Due date
Friday, May 8, 5pm
Maize data
Download the maize data set available at https://github.com/morota/apsc5984-2020/raw/gh-pages/final/dat.Rda. This dataset contains 264 maize phenotypes and 1,135 SNP markers.
rm(list=ls())
load("dat.Rda")
ls()
dim(W)
Wcs <- scale(W, center = TRUE, scale = TRUE) # centered and scaled marker matrix
dim(Wcs)
length(y)
Question 1
Report the mean of minor allele frequency.
Question 2
Compute the second genomic relationship matrix of VanRaden (2008) G
using the entire markers (Wcs
). Fit GBLUP by using the mixed.solve
function in the rrBLUP R package. Report the estimates of intercept and genomic heritability.
Question 3
Write down the statistical model you used in Question 2. Explain what each term is.
Question 4
Fit RR-GBLUP by using the mixed.solve
function in the rrBLUP R package. Use the Wcs
marker matrix. Report the estimate of genomic heritability. The estimates of genomic heritability from GBLUP and RR-BLUP should be the same. Explain why.
Question 5
Write down the statistical model you used in Question 4. Explain what each term is.
Question 6
Fit Bayesian ridge regression (BRR) by using the BGLR R package. Take 5,000 samples with 1,000 burin-in. Set set.seed(100)
. Use the Wcs
marker matrix. Report the estimate of genomic heritability. The estimate of genomic heritability from BRR should be similar to those of GBLUP and RR-BLUP. Explain why.
Cross-validation
We will first randomly partition the data into the 200 lines of reference set and the 64 lines of validation set.
set.seed(100)
trn.index <- sample(1:nrow(Wcs), 200, replace=FALSE)
tst.index <- setdiff(1:nrow(Wcs), trn.index)
y.trn <- y[trn.index] # training phenotype data
y.tst <- y[tst.index] # testing phenotype data
Wcs.trn <- Wcs[trn.index, ] # training marker matrix data
Wcs.tst <- Wcs[tst.index, ] # testing marker matrix data
Question 7
Perform single-marker mixed linear model GWAS using the rrBLUP package.
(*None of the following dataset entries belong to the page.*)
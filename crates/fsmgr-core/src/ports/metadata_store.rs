//! Metadata store port (driven/secondary port)
//!
//! Persistent mapping from canonical path to [`Item`] records, plus the
//! audit trail.
//!
//! ## Design Notes
//!
//! - Uses `anyhow::Result` because storage errors are adapter-specific.
//! - Writes go through [`IMetadataStore::commit`], which applies a whole
//!   batch of [`Mutation`]s atomically: either every mutation lands or none.
//! - Paths are compared in their canonical (forward-slash) form, so lookups
//!   with `\` separators find the same records.

use std::path::Path;

use chrono::{DateTime, Utc};

use crate::domain::{AuditEntry, AuditId, CanonicalPath, Item, ItemId, NewItem};

/// One change inside an atomic commit
#[derive(Debug, Clone, PartialEq)]
pub enum Mutation {
    /// Create a record; the store assigns the id
    Insert(NewItem),
    /// Overwrite every field of an existing record
    Update(Item),
    /// Add `delta` bytes to a record's size (clamped at zero)
    AdjustSize { id: ItemId, delta: i64 },
    /// Remove a record for good
    Delete(ItemId),
}

impl Mutation {
    pub fn kind(&self) -> &'static str {
        match self {
            Mutation::Insert(_) => "insert",
            Mutation::Update(_) => "update",
            Mutation::AdjustSize { .. } => "adjust_size",
            Mutation::Delete(_) => "delete",
        }
    }
}

/// What a successful commit produced
#[derive(Debug, Clone, Default, PartialEq)]
pub struct CommitOutcome {
    /// Records created by `Insert` mutations, in submission order
    pub inserted: Vec<Item>,
}

/// Port trait for metadata persistence
#[async_trait::async_trait]
pub trait IMetadataStore: Send + Sync {
    /// The live (non-deleted) record at `path`
    async fn get(&self, path: &CanonicalPath) -> anyhow::Result<Option<Item>>;

    /// Any record by id, live or deleted
    async fn get_by_id(&self, id: ItemId) -> anyhow::Result<Option<Item>>;

    /// Live records at `path` or below it. The root matches everything.
    async fn find_by_prefix(&self, path: &CanonicalPath) -> anyhow::Result<Vec<Item>>;

    /// Deleted records whose `deleted_path` is `deleted_path` or lies under it
    async fn find_deleted_under(&self, deleted_path: &Path) -> anyhow::Result<Vec<Item>>;

    /// Every deleted record, most recently modified first
    async fn list_deleted(&self) -> anyhow::Result<Vec<Item>>;

    /// Apply all `mutations` in one transaction.
    ///
    /// # Errors
    /// Fails without applying anything if any mutation fails, including an
    /// `Update`, `AdjustSize` or `Delete` that targets a missing record.
    async fn commit(&self, mutations: Vec<Mutation>) -> anyhow::Result<CommitOutcome>;

    /// Append an audit entry, returning its assigned id
    async fn save_audit(&self, entry: &AuditEntry) -> anyhow::Result<AuditId>;

    /// Audit entries for one item, oldest first
    async fn get_audit_trail(&self, item_id: ItemId) -> anyhow::Result<Vec<AuditEntry>>;

    /// Audit entries since `since`, newest first, at most `limit`
    async fn get_audit_since(
        &self,
        since: DateTime<Utc>,
        limit: u32,
    ) -> anyhow::Result<Vec<AuditEntry>>;
}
Use the reference phenotype y.trn
and the reference marker matrix Wcs.trn
. Create a Manhattan plot and find out which markers are significant under the Bonferroni correction. Add the genome-wide significance level to a Manhattan plot by setting genomewideline
argument in the qqman R package. Additionaly, set suggestiveline = FALSE
. Use the nominal statistical significance threshold of \(\alpha = 0.05\). Assume that all markers are from chromosome 1 and their base pair positions are located sequentially.
Question 8
Write down the statistical model you used in Question 7. Explain what each term is.
Question 9
Continue Question 7, but identify significant markers using the multiple testing correction of Li and Ji (2005). Add the genome-wide significance level to a Manhattan plot by setting genomewideline
argument in the qqman R package. Use the nominal statistical significance threshold of \(\alpha = 0.05\). If the number of significant markers is different between the Bonferroni and Li and Ji corrections, explain why.
Question 10
Select the top 100 biggest effect GWAS markers from Questions 7-9. Perform RR-BLUP genomic prediction using only those top 100 markers. Evalute cross-validation based predictive performance by training the model using the reference set and predict the validation set. Report the estimate of predictive correlation.
Question 11
Repeat Question 10, but this time perform RR-BLUP genomic prediction by fitting the whole markers simultaneously regardless of their statistical significance. Evalute prediction performance using cross-validation. Report the estimate of predictive correlation. Explain why the predictive correlation from Question 11 decreased or increased compared to that of Question 10.